++++ INPUT DATA ++++
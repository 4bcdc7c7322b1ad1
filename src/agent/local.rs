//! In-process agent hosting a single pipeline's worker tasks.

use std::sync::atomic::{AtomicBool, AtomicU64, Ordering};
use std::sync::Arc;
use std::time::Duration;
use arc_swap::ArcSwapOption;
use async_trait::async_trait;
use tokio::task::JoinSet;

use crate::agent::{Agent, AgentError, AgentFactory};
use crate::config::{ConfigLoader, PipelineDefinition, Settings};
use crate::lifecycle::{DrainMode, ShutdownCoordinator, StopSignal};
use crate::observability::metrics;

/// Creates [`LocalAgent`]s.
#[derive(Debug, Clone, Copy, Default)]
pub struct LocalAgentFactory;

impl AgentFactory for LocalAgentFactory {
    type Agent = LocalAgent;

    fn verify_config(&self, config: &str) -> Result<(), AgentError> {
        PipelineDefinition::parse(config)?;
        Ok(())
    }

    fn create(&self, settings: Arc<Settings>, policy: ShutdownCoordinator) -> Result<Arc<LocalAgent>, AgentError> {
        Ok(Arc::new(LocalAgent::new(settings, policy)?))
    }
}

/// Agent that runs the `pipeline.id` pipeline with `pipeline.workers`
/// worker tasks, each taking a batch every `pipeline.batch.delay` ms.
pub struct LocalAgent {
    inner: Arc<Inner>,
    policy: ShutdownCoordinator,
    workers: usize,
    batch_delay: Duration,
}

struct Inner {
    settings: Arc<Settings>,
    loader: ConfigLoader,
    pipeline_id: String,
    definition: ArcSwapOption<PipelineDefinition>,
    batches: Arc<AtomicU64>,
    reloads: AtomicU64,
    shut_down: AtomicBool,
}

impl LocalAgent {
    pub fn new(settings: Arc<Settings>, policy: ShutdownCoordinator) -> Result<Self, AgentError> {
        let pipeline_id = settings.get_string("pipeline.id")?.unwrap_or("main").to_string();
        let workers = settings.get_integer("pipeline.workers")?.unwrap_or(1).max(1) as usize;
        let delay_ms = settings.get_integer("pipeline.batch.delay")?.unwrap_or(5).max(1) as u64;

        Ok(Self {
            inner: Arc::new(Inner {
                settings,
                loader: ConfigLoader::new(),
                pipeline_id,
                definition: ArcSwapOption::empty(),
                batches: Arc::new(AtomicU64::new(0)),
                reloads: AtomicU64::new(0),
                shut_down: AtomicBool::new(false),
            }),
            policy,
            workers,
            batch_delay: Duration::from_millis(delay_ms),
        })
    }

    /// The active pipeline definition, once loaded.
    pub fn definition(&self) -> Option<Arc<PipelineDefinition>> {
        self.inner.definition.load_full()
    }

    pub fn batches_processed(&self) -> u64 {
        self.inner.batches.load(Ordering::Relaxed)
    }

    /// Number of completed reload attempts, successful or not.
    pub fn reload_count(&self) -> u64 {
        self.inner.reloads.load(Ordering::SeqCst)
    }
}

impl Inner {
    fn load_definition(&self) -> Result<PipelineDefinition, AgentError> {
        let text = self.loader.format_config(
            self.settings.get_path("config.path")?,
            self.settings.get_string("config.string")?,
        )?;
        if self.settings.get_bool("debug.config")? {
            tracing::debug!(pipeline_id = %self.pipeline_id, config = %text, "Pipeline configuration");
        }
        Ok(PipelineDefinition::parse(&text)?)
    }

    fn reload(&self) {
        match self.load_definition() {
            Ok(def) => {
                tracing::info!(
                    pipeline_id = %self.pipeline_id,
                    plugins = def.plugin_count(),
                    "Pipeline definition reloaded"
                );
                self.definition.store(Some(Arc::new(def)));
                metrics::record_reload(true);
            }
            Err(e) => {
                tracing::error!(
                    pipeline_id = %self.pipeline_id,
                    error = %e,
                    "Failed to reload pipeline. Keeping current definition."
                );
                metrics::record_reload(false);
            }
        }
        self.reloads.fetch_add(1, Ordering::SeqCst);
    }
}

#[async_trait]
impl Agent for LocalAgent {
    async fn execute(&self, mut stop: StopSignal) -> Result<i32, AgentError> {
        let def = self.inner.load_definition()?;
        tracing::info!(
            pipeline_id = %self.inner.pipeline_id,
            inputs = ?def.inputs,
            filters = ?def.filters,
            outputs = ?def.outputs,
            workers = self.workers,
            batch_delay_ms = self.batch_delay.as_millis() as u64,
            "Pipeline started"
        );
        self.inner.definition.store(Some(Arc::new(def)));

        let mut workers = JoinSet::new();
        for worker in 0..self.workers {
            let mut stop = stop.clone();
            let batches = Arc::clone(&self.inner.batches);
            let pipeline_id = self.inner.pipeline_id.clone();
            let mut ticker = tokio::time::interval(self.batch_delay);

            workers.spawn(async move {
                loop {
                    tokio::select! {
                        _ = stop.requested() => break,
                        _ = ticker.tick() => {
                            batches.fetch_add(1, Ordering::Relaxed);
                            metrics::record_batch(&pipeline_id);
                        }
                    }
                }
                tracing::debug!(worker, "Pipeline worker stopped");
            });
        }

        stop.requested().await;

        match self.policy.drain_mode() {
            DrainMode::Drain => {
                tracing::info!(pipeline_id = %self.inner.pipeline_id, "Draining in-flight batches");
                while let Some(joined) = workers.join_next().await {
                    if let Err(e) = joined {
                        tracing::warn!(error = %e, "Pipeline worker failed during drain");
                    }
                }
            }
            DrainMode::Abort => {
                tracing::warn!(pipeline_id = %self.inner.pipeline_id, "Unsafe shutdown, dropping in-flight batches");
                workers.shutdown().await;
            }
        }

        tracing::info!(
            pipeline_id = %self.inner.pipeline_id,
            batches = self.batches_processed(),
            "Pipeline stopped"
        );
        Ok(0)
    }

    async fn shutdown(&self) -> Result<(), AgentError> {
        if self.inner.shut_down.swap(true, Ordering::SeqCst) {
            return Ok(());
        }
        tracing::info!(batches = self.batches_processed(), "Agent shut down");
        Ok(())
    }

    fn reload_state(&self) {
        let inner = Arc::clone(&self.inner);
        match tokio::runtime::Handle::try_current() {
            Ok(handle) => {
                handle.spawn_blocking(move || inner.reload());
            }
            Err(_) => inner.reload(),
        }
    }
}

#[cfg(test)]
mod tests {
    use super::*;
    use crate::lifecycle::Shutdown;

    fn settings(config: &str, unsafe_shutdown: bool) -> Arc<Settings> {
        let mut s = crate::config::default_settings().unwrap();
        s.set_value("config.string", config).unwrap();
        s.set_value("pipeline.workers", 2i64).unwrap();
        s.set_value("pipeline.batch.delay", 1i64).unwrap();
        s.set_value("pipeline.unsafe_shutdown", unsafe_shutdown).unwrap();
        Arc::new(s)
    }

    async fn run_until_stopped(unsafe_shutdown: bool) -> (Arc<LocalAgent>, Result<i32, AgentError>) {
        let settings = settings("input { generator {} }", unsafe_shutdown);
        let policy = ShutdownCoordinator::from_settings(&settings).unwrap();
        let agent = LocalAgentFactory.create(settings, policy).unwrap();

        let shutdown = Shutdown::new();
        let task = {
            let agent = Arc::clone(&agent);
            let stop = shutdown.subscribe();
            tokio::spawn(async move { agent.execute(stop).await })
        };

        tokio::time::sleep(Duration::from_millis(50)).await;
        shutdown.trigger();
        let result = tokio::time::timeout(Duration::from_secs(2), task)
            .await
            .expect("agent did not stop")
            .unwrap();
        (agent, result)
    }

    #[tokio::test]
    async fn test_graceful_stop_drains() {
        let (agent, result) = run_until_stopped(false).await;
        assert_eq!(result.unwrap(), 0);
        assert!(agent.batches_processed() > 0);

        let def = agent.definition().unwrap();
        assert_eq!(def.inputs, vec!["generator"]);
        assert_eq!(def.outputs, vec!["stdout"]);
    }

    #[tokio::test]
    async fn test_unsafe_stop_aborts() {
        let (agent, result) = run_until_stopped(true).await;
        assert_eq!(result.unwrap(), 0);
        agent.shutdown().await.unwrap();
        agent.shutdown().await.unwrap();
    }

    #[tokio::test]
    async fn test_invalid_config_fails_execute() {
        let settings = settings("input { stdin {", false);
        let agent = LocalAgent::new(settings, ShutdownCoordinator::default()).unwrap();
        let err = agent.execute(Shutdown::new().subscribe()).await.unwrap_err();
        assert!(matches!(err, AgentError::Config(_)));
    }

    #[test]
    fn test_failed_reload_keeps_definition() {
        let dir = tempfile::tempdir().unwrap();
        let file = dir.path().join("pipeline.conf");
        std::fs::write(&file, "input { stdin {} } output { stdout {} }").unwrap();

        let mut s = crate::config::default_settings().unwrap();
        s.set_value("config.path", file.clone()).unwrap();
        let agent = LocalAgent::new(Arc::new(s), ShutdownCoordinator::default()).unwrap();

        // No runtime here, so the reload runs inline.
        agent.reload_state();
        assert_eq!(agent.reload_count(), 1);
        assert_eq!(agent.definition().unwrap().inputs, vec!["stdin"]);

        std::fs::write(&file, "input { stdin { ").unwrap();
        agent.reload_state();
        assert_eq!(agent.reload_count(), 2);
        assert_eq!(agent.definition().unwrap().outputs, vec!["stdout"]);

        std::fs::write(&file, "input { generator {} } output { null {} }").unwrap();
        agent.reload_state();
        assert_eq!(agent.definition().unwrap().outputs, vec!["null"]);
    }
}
++++
YOUR ASSIGNMENT. In the listing above, find the lines holding the word "Duration" and copy them.

RESULT BELOW.
use std::time::Duration;
    batch_delay: Duration,
            batch_delay: Duration::from_millis(delay_ms),
        tokio::time::sleep(Duration::from_millis(50)).await;
        let result = tokio::time::timeout(Duration::from_secs(2), task)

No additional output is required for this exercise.